Il calo demografico e l’influenza
La guerra aveva causato oltre 8 milioni e mezzo di morti, di cui 615 000 italiani, e 20 milioni di feriti gravi,
mutilati e invalidi. Ciò contribuì ad un forte calo demografico, causato anche da una diffusa epidemia, detta
influenza spagnola dal luogo in cui si riteneva si fossero verificati i primi casi. Questa malattia si era sviluppata
in realtà in Cina all’inizio del 1918 nella Marina giapponese e nel Nord America: in quell’anno erano stati
trasferiti in Europa dal resto del mondo oltre a soldati anche lavoratori, quest’ultimi diffusero il virus anche
a causa delle condizioni di miseria dove erano costretti a vivere.
Il contagio colpì complessivamente circa un miliardo di persone, più di metà della popolazione, e ne morirono
tra i 21 e i 22 milioni, più di tutte le vittime della prima guerra mondiale.
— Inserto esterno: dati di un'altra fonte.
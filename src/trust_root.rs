//! Trust material for a single signing authority.
//!
//! A [`TrustRoot`] is built once per provider (normally from a trusted-root
//! document fetched by a [`TrustRootProvider`]) and then shared read-only by
//! every verification. There is no way to mutate one after construction.

use crate::api::{TimeRange, TrustedRootDocument};
use crate::{AttestationError, Result};
use async_trait::async_trait;
use base64::{engine::general_purpose::STANDARD as BASE64, Engine};
use chrono::DateTime;
use log::debug;
use serde::Serialize;
use sha2::{Digest, Sha256};
use std::collections::HashMap;
use x509_parser::prelude::*;

/// Inclusive window of Unix seconds. A missing bound is open.
#[derive(Debug, Clone, Copy, PartialEq, Eq, Default, Serialize)]
pub struct ValidityWindow {
    pub start: Option<i64>,
    pub end: Option<i64>,
}

impl ValidityWindow {
    pub const UNBOUNDED: Self = Self {
        start: None,
        end: None,
    };

    pub fn new(start: Option<i64>, end: Option<i64>) -> Self {
        Self { start, end }
    }

    pub fn contains(&self, time: i64) -> bool {
        self.start.map_or(true, |s| time >= s) && self.end.map_or(true, |e| time <= e)
    }
}

#[derive(Debug, Clone, PartialEq, Eq)]
pub struct CertificateAuthority {
    /// DER-encoded self-signed anchors
    pub root_certs: Vec<Vec<u8>>,
    /// DER-encoded intermediates the authority vouches for
    pub intermediate_certs: Vec<Vec<u8>>,
    pub validity: ValidityWindow,
}

#[derive(Debug, Clone, PartialEq, Eq)]
pub struct TransparencyLogKey {
    pub log_id: Vec<u8>,
    /// DER-encoded SubjectPublicKeyInfo
    pub public_key: Vec<u8>,
    pub validity: ValidityWindow,
}

impl TransparencyLogKey {
    /// Build a log key whose ID is the SHA-256 of the DER public key, which is
    /// how Rekor derives log IDs.
    pub fn from_public_key(public_key: Vec<u8>, validity: ValidityWindow) -> Self {
        let log_id = Sha256::digest(&public_key).to_vec();
        Self {
            log_id,
            public_key,
            validity,
        }
    }

    /// First four bytes of the log ID, used as the key hint in checkpoints
    pub fn key_hint(&self) -> Option<[u8; 4]> {
        self.log_id.get(..4).and_then(|h| h.try_into().ok())
    }
}

/// A key used to sign bundles that carry no certificate
#[derive(Debug, Clone, PartialEq, Eq)]
pub struct TrustedSigningKey {
    pub hint: String,
    /// DER-encoded SubjectPublicKeyInfo
    pub public_key: Vec<u8>,
    pub validity: ValidityWindow,
}

#[derive(Debug, Clone, PartialEq, Eq)]
pub struct TrustRoot {
    provider_name: String,
    certificate_authorities: Vec<CertificateAuthority>,
    transparency_log_keys: Vec<TransparencyLogKey>,
    signing_keys: Vec<TrustedSigningKey>,
}

impl TrustRoot {
    /// Create a trust root, checking that every certificate and key decodes
    pub fn new(
        provider_name: impl Into<String>,
        certificate_authorities: Vec<CertificateAuthority>,
        transparency_log_keys: Vec<TransparencyLogKey>,
    ) -> Result<Self> {
        let provider_name = provider_name.into();

        for ca in &certificate_authorities {
            if ca.root_certs.is_empty() {
                return Err(AttestationError::InvalidTrustRoot(format!(
                    "{}: certificate authority has no root certificate",
                    provider_name
                )));
            }
            for der in ca.root_certs.iter().chain(&ca.intermediate_certs) {
                X509Certificate::from_der(der).map_err(|e| {
                    AttestationError::InvalidTrustRoot(format!(
                        "{}: failed to parse certificate: {}",
                        provider_name, e
                    ))
                })?;
            }
        }

        for key in &transparency_log_keys {
            if key.log_id.is_empty() {
                return Err(AttestationError::InvalidTrustRoot(format!(
                    "{}: transparency log key has an empty log ID",
                    provider_name
                )));
            }
            check_spki(&provider_name, &key.public_key)?;
        }

        Ok(Self {
            provider_name,
            certificate_authorities,
            transparency_log_keys,
            signing_keys: Vec::new(),
        })
    }

    /// Add keys for public-key bundles
    pub fn with_signing_keys(mut self, keys: Vec<TrustedSigningKey>) -> Result<Self> {
        for key in &keys {
            check_spki(&self.provider_name, &key.public_key)?;
        }
        self.signing_keys = keys;
        Ok(self)
    }

    /// Import a Sigstore `trusted_root.json` document.
    ///
    /// Certificate chains in the document are ordered leaf-most first, so the
    /// last certificate of each chain is taken as the root.
    pub fn from_trusted_root_json(provider_name: impl Into<String>, json: &str) -> Result<Self> {
        let provider_name = provider_name.into();
        let document: TrustedRootDocument = serde_json::from_str(json).map_err(|e| {
            AttestationError::InvalidTrustRoot(format!(
                "{}: failed to parse trusted root: {}",
                provider_name, e
            ))
        })?;

        let mut authorities = Vec::new();
        for ca in &document.certificate_authorities {
            let mut certs = ca
                .cert_chain
                .certificates
                .iter()
                .map(|c| decode_b64(&provider_name, &c.raw_bytes))
                .collect::<Result<Vec<_>>>()?;
            let Some(root) = certs.pop() else {
                continue;
            };
            authorities.push(CertificateAuthority {
                root_certs: vec![root],
                intermediate_certs: certs,
                validity: parse_time_range(&provider_name, ca.valid_for.as_ref())?,
            });
        }

        let mut log_keys = Vec::new();
        for tlog in &document.tlogs {
            let Some(raw) = &tlog.public_key.raw_bytes else {
                continue;
            };
            log_keys.push(TransparencyLogKey {
                log_id: decode_b64(&provider_name, &tlog.log_id.key_id)?,
                public_key: decode_b64(&provider_name, raw)?,
                validity: parse_time_range(&provider_name, tlog.public_key.valid_for.as_ref())?,
            });
        }

        debug!(
            "Loaded trust root for {}: {} certificate authorities, {} log keys",
            provider_name,
            authorities.len(),
            log_keys.len()
        );

        Self::new(provider_name, authorities, log_keys)
    }

    pub fn provider_name(&self) -> &str {
        &self.provider_name
    }

    pub fn certificate_authorities(&self) -> &[CertificateAuthority] {
        &self.certificate_authorities
    }

    pub fn transparency_log_keys(&self) -> &[TransparencyLogKey] {
        &self.transparency_log_keys
    }

    pub fn signing_keys(&self) -> &[TrustedSigningKey] {
        &self.signing_keys
    }

    pub fn log_key(&self, log_id: &[u8]) -> Option<&TransparencyLogKey> {
        self.transparency_log_keys
            .iter()
            .find(|key| key.log_id == log_id)
    }

    pub fn signing_key(&self, hint: &str) -> Option<&TrustedSigningKey> {
        self.signing_keys.iter().find(|key| key.hint == hint)
    }
}

fn check_spki(provider_name: &str, der: &[u8]) -> Result<()> {
    SubjectPublicKeyInfo::from_der(der).map_err(|e| {
        AttestationError::InvalidTrustRoot(format!(
            "{}: failed to parse public key: {}",
            provider_name, e
        ))
    })?;
    Ok(())
}

fn decode_b64(provider_name: &str, data: &str) -> Result<Vec<u8>> {
    BASE64.decode(data).map_err(|e| {
        AttestationError::InvalidTrustRoot(format!("{}: invalid base64: {}", provider_name, e))
    })
}

fn parse_time_range(provider_name: &str, range: Option<&TimeRange>) -> Result<ValidityWindow> {
    let Some(range) = range else {
        return Ok(ValidityWindow::UNBOUNDED);
    };

    let parse = |value: &Option<String>| -> Result<Option<i64>> {
        value
            .as_deref()
            .map(|s| {
                DateTime::parse_from_rfc3339(s)
                    .map(|t| t.timestamp())
                    .map_err(|e| {
                        AttestationError::InvalidTrustRoot(format!(
                            "{}: invalid timestamp '{}': {}",
                            provider_name, s, e
                        ))
                    })
            })
            .transpose()
    };

    Ok(ValidityWindow::new(parse(&range.start)?, parse(&range.end)?))
}

/// Source of parsed trust material, one root per provider.
///
/// Implementations typically fetch and validate a trusted-root document from a
/// distribution service; that happens once at startup, outside verification.
#[async_trait]
pub trait TrustRootProvider: Send + Sync {
    async fn trust_root(&self, provider: &str) -> Result<TrustRoot>;

    /// Get the provider type name for logging
    fn provider_type(&self) -> &'static str;
}

/// Trust roots that are already in memory
#[derive(Debug, Default, Clone)]
pub struct StaticTrustRoots {
    roots: HashMap<String, TrustRoot>,
}

impl StaticTrustRoots {
    pub fn new() -> Self {
        Self::default()
    }

    pub fn with_root(mut self, root: TrustRoot) -> Self {
        self.roots.insert(root.provider_name().to_string(), root);
        self
    }
}

#[async_trait]
impl TrustRootProvider for StaticTrustRoots {
    async fn trust_root(&self, provider: &str) -> Result<TrustRoot> {
        self.roots.get(provider).cloned().ok_or_else(|| {
            AttestationError::InvalidTrustRoot(format!("no trust root for provider '{}'", provider))
        })
    }

    fn provider_type(&self) -> &'static str {
        "Static"
    }
}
L’elevata mortalità era dovuta a
cause diverse: la particolare virulenza del virus; la possibile concomitanza con un altro bacillo; la
malnutrizione già presente da anni nella popolazione dei paesi in guerra; la mancanza di antibiotici per le
complicazioni polmonari; le precarie condizioni igienico-sanitarie dei soldati in guerra.
La crisi economica
La guerra aveva chiesto all’industria di concentrare tutti gli sforzi produttivi per la creazione di materiale
bellico. Era dunque necessaria, terminata la guerra, una riconversione industriale, tornando al normale tipo
di produzione del tempo di pace. Ciò però richiedeva un impiego di risorse economiche che molte aziende,
in un’Europa impoverita dalle spese di guerra, non poteva permettersi. Si ebbe di conseguenza una crisi
dell’industria: le aziende iniziarono a licenziare o abbassarono i salari, diffondendo povertà e disoccupazione.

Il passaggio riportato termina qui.